The nurse told me I needed to lay there like that for 5 minutes and then I could get up and go to the bathroom and then I needed to lay down for 30 more minutes and I could go, then it was bed rest the next 24 hours. She then left the OR. I said to my husband I hope she comes back, because I don’t know if I get up myself or she does it…lol…but she was in and out and after 5 minutes she helped me up and helped me to the bathroom, which felt amazing! Then I strolled back to the bed I was in and rested flat on my back for 30 minutes, talking to my husband. I did have to get blood work again, but I’m no stranger to needles now. But the entire time, it was surreal, this moment here, her inside of me…just waiting, hoping, excited. When the nurse came back, she said I was free to go, I said, already? and she said, you can stay as long as you want, but I’m sure you want to go home, and she chuckled.
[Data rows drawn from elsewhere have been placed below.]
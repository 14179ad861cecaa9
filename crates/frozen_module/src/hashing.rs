//! Static hashability analysis
//!
//! A hash may be baked into a static initializer only if the host runtime
//! computes the same value on every run. String and bytes hashes are salted
//! per process, so anything that contains them has to be hashed at startup.
//! Numeric hashes are fully determined by the value and are reproduced here
//! bit for bit.

use num_bigint::{BigInt, Sign};
use num_traits::ToPrimitive;

use crate::value::Value;

const HASH_BITS: u32 = 61;
const HASH_MODULUS: u64 = (1 << HASH_BITS) - 1;
const HASH_INF: i64 = 314_159;
const HASH_NAN: i64 = 0;
const HASH_IMAG: u64 = 1_000_003;

/// Hashes of the singletons whose host hash is address-derived
///
/// A stock host build seeds these from object addresses, so they are only
/// known when the build pins them.
#[derive(Debug, Clone, Copy, Default, PartialEq, Eq)]
pub struct SingletonHashes {
    pub none: Option<i64>,
    pub ellipsis: Option<i64>,
}

/// Whether the host hash of `value` is identical across runs
pub fn is_statically_hashable(value: &Value) -> bool {
    match value {
        Value::None
        | Value::Ellipsis
        | Value::Bool(_)
        | Value::Int(_)
        | Value::Float(_)
        | Value::Complex { .. } => true,
        Value::Tuple(items) | Value::FrozenSet(items) => items.iter().all(is_statically_hashable),
        Value::Bytes(_)
        | Value::Str(_)
        | Value::Code(_)
        | Value::List(_)
        | Value::Dict(_)
        | Value::Set(_) => false,
    }
}

/// Host hash of `value`, when it can be known at freeze time
///
/// Returns `None` when the value is not statically hashable, or when it
/// depends on a singleton hash that `singletons` does not pin.
pub fn static_hash(value: &Value, singletons: SingletonHashes) -> Option<i64> {
    match value {
        Value::None => singletons.none,
        Value::Ellipsis => singletons.ellipsis,
        Value::Bool(b) => Some(i64::from(*b)),
        Value::Int(i) => Some(int_hash(i)),
        Value::Float(f) => Some(float_hash(*f)),
        Value::Complex { real, imag } => Some(complex_hash(*real, *imag)),
        Value::Tuple(items) => {
            let hashes = items
                .iter()
                .map(|item| static_hash(item, singletons))
                .collect::<Option<Vec<_>>>()?;
            Some(tuple_hash(&hashes))
        }
        Value::FrozenSet(items) => {
            let hashes = items
                .iter()
                .map(|item| static_hash(item, singletons))
                .collect::<Option<Vec<_>>>()?;
            Some(frozenset_hash(&hashes))
        }
        Value::Bytes(_)
        | Value::Str(_)
        | Value::Code(_)
        | Value::List(_)
        | Value::Dict(_)
        | Value::Set(_) => None,
    }
}

fn finish(hash: u64) -> i64 {
    let hash = hash as i64;
    if hash == -1 { -2 } else { hash }
}

/// Integer hash: the magnitude reduced modulo 2**61 - 1, carrying the sign
pub fn int_hash(value: &BigInt) -> i64 {
    let (sign, magnitude) = value.clone().into_parts();
    let reduced = (magnitude % HASH_MODULUS)
        .to_u64()
        .unwrap_or_default();
    let hash = if sign == Sign::Minus {
        reduced.wrapping_neg()
    } else {
        reduced
    };
    finish(hash)
}

/// Split a finite, non-zero double into a mantissa in `[0.5, 1)` and exponent
fn frexp(value: f64) -> (f64, i32) {
    if value == 0.0 || !value.is_finite() {
        return (value, 0);
    }
    let bits = value.to_bits();
    let biased = ((bits >> 52) & 0x7ff) as i32;
    if biased == 0 {
        // Subnormal: scale into the normal range first
        let (mantissa, exponent) = frexp(value * f64::from_bits(0x43f0_0000_0000_0000));
        return (mantissa, exponent - 64);
    }
    let mantissa = f64::from_bits((bits & !(0x7ff << 52)) | (1022 << 52));
    (mantissa, biased - 1022)
}

/// Float hash, equal to the integer hash whenever the float is integral
pub fn float_hash(value: f64) -> i64 {
    if value.is_nan() {
        return HASH_NAN;
    }
    if value.is_infinite() {
        return if value > 0.0 { HASH_INF } else { -HASH_INF };
    }

    let (mut mantissa, mut exponent) = frexp(value);
    let negative = mantissa < 0.0;
    if negative {
        mantissa = -mantissa;
    }

    let mut x: u64 = 0;
    while mantissa != 0.0 {
        x = ((x << 28) & HASH_MODULUS) | (x >> (HASH_BITS - 28));
        mantissa *= 268_435_456.0;
        exponent -= 28;
        let digit = mantissa as u64;
        mantissa -= digit as f64;
        x += digit;
        if x >= HASH_MODULUS {
            x -= HASH_MODULUS;
        }
    }

    let bits = HASH_BITS as i32;
    let exponent = if exponent >= 0 {
        exponent % bits
    } else {
        bits - 1 - ((-1 - exponent) % bits)
    };
    let exponent = exponent as u32;
    x = ((x << exponent) & HASH_MODULUS) | (x >> (HASH_BITS - exponent));
    if negative {
        x = x.wrapping_neg();
    }
    finish(x)
}

/// Complex hash combining both parts
pub fn complex_hash(real: f64, imag: f64) -> i64 {
    let real = float_hash(real) as u64;
    let imag = float_hash(imag) as u64;
    finish(real.wrapping_add(HASH_IMAG.wrapping_mul(imag)))
}

/// Tuple hash over already-computed element hashes
pub fn tuple_hash(element_hashes: &[i64]) -> i64 {
    let mut x: u64 = 0x0034_5678;
    let mut mult: u64 = 1_000_003;
    let mut remaining = element_hashes.len() as u64;
    for &hash in element_hashes {
        remaining -= 1;
        x = (x ^ hash as u64).wrapping_mul(mult);
        mult = mult.wrapping_add(82_520 + remaining + remaining);
    }
    finish(x.wrapping_add(97_531))
}

fn shuffle_bits(hash: u64) -> u64 {
    ((hash ^ 89_869_747) ^ (hash << 16)).wrapping_mul(3_644_798_167)
}

/// Frozenset hash over already-computed member hashes, independent of order
pub fn frozenset_hash(member_hashes: &[i64]) -> i64 {
    let mut hash = member_hashes
        .iter()
        .fold(0u64, |acc, &h| acc ^ shuffle_bits(h as u64));
    hash ^= (member_hashes.len() as u64 + 1).wrapping_mul(1_927_868_237);
    hash ^= (hash >> 11) ^ (hash >> 25);
    hash = hash.wrapping_mul(69_069).wrapping_add(907_133_923);
    if hash == u64::MAX {
        hash = 590_923_713;
    }
    hash as i64
}

#[cfg(test)]
mod tests {
    use super::*;

    // Expected values below are what the host runtime reports for `hash(x)`
    // on a 64-bit build.

    #[test]
    fn test_small_int_hash_is_identity() {
        assert_eq!(int_hash(&BigInt::from(0)), 0);
        assert_eq!(int_hash(&BigInt::from(42)), 42);
        assert_eq!(int_hash(&BigInt::from(-5)), -5);
    }

    #[test]
    fn test_minus_one_hashes_to_minus_two() {
        assert_eq!(int_hash(&BigInt::from(-1)), -2);
        assert_eq!(float_hash(-1.0), -2);
    }

    #[test]
    fn test_int_hash_wraps_at_modulus() {
        let modulus = BigInt::from(HASH_MODULUS);
        assert_eq!(int_hash(&modulus), 0);
        assert_eq!(int_hash(&(modulus.clone() + 7)), 7);
        assert_eq!(int_hash(&BigInt::from(1u64 << 61)), 1);
        assert_eq!(int_hash(&-(modulus + 3_i32)), -3);
    }

    #[test]
    fn test_integral_floats_hash_like_ints() {
        assert_eq!(float_hash(0.0), 0);
        assert_eq!(float_hash(-0.0), 0);
        assert_eq!(float_hash(1.0), 1);
        assert_eq!(float_hash(1e10), 10_000_000_000);
        assert_eq!(float_hash(-3.0), -3);
    }

    #[test]
    fn test_fractional_float_hash() {
        // hash(0.5) == 2**60 in the host runtime
        assert_eq!(float_hash(0.5), 1 << 60);
        assert_eq!(float_hash(1.5), (1 << 60) + 1);
    }

    #[test]
    fn test_non_finite_float_hashes() {
        assert_eq!(float_hash(f64::INFINITY), 314_159);
        assert_eq!(float_hash(f64::NEG_INFINITY), -314_159);
        assert_eq!(float_hash(f64::NAN), 0);
    }

    #[test]
    fn test_complex_hash_combines_parts() {
        assert_eq!(complex_hash(2.0, 0.0), 2);
        assert_eq!(complex_hash(0.0, 1.0), 1_000_003);
    }

    #[test]
    fn test_empty_tuple_hash() {
        // hash(()) on the host
        assert_eq!(tuple_hash(&[]), 3_527_539);
    }

    #[test]
    fn test_frozenset_hash_is_order_independent() {
        assert_eq!(frozenset_hash(&[1, 2, 3]), frozenset_hash(&[3, 1, 2]));
        assert_ne!(frozenset_hash(&[1, 2]), frozenset_hash(&[1, 2, 3]));
    }

    #[test]
    fn test_strings_and_bytes_are_never_static() {
        assert!(!is_statically_hashable(&Value::str("a")));
        assert!(!is_statically_hashable(&Value::Bytes(b"a".to_vec())));
        assert!(!is_statically_hashable(&Value::Code(Box::default())));
    }

    #[test]
    fn test_containers_are_static_only_if_every_member_is() {
        let numbers = Value::Tuple(vec![Value::int(1), Value::Float(2.0), Value::None]);
        assert!(is_statically_hashable(&numbers));
        let mixed = Value::FrozenSet(vec![Value::int(1), Value::str("x")]);
        assert!(!is_statically_hashable(&mixed));
        let nested = Value::Tuple(vec![Value::Tuple(vec![Value::Bytes(vec![])])]);
        assert!(!is_statically_hashable(&nested));
    }

    #[test]
    fn test_unhashable_values_are_not_static() {
        assert!(!is_statically_hashable(&Value::List(vec![])));
        assert!(!is_statically_hashable(&Value::Tuple(vec![Value::Dict(vec![])])));
    }

    #[test]
    fn test_singleton_hash_requires_pinned_value() {
        let pinned = SingletonHashes {
            none: Some(0x_FCA8_6420),
            ellipsis: None,
        };
        assert!(is_statically_hashable(&Value::None));
        assert_eq!(static_hash(&Value::None, pinned), Some(0x_FCA8_6420));
        assert_eq!(static_hash(&Value::Ellipsis, pinned), None);
        assert_eq!(
            static_hash(&Value::Tuple(vec![Value::Ellipsis]), pinned),
            None
        );
    }
}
So true.

We drove home and I got into bed, laying on a pillow with my butt and legs raised higher than the rest of me, and only got up about once an hour to pee or get medicine. It was much more uncomfortable that I thought it would be, laying like that, and I got a massive headache. By the time it came to go to sleep, I was exhausted, but couldn’t fall asleep, I was uncomfortable and wishing and praying this works.

I slept okay and today is a new day. Laying here flat today, trying to rest and picture her growing inside me and me being a good host to let her be amazing. I will have to wait two weeks to find out if I’m pregnant. I have high hopes. 🙂 Fingers and toes crossed for good news.